Problem description: Wherever the word "short" turns up in a line of the entries, copy that line.
[[ Provided material, beginning ]]
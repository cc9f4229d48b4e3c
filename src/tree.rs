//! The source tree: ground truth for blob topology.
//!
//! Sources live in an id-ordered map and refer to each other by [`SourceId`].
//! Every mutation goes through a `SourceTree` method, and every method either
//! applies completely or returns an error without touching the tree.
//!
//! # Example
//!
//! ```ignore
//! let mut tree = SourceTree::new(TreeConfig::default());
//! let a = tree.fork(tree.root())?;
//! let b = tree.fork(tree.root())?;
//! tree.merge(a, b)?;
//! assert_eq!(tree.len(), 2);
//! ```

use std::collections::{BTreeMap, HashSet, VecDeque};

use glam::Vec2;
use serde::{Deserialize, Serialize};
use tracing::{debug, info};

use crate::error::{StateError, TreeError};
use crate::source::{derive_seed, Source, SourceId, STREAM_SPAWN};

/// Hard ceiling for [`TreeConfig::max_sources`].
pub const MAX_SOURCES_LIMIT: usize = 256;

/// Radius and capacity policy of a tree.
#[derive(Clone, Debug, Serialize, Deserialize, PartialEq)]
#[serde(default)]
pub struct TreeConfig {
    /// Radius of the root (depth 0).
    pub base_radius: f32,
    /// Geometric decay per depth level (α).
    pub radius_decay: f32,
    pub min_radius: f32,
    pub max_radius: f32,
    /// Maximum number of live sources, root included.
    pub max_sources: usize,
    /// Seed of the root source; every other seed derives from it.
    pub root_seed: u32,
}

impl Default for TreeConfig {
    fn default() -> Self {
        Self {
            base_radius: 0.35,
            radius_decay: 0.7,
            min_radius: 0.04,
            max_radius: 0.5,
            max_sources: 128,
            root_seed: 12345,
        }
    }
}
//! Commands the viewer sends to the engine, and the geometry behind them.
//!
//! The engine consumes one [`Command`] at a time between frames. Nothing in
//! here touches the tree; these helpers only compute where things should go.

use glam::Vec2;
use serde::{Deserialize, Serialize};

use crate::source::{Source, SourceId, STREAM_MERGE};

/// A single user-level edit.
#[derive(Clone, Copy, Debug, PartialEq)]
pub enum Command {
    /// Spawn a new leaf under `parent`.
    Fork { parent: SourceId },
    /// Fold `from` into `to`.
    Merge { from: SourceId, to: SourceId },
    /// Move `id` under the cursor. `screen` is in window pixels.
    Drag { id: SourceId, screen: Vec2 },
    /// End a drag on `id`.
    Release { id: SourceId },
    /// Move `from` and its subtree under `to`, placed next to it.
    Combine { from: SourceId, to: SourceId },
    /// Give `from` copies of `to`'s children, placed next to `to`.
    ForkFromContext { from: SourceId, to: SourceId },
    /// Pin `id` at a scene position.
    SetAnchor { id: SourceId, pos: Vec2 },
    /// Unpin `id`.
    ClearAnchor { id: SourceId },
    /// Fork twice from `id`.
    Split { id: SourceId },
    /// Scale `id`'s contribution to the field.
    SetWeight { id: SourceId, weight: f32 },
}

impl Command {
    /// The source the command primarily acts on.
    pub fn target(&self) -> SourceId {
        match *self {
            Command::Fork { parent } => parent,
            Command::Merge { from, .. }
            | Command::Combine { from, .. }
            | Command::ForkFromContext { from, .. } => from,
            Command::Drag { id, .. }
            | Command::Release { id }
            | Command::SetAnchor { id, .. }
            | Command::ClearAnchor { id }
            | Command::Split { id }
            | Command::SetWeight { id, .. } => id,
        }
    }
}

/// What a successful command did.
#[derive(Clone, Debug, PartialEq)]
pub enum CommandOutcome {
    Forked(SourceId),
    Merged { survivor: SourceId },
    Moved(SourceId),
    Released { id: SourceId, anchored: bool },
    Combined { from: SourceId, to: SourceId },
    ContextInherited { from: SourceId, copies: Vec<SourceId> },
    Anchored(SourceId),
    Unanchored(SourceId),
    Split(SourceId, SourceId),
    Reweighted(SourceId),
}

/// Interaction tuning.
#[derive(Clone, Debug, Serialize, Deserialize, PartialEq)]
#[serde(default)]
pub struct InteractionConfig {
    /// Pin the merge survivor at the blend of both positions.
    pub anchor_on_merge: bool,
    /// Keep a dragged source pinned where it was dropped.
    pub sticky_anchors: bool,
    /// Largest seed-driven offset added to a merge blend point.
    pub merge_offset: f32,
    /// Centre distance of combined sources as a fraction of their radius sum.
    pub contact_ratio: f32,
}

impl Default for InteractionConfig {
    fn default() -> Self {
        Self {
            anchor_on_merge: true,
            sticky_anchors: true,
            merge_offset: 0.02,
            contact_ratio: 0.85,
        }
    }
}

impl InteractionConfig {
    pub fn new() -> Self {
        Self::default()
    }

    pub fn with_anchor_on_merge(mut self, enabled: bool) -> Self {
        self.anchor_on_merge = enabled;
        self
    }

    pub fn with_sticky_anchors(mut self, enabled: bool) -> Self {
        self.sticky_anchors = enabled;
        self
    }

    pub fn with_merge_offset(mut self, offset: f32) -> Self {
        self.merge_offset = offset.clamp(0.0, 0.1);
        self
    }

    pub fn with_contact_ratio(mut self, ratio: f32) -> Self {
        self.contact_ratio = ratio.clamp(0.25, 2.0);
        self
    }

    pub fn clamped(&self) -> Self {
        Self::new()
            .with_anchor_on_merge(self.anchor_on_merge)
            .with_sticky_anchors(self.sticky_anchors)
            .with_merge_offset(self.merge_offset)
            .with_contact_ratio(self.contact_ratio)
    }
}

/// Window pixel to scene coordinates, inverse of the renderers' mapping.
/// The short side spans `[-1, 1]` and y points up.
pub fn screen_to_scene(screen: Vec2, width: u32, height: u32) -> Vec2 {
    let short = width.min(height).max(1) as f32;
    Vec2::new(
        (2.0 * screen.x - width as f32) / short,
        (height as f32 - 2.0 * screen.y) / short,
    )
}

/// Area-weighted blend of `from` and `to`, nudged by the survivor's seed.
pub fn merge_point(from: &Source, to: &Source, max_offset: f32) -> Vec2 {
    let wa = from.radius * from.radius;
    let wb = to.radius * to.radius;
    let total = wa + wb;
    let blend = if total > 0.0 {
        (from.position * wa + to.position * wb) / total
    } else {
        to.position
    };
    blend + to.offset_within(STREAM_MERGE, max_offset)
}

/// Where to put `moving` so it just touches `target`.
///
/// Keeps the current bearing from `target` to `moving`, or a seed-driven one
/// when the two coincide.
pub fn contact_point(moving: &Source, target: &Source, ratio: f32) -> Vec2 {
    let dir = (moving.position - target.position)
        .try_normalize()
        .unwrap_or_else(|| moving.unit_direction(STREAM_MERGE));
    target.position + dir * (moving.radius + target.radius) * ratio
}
[[ Provided material, end ]]
Answer space:
/// The short side spans `[-1, 1]` and y points up.
    let short = width.min(height).max(1) as f32;
        (2.0 * screen.x - width as f32) / short,
        (height as f32 - 2.0 * screen.y) / short,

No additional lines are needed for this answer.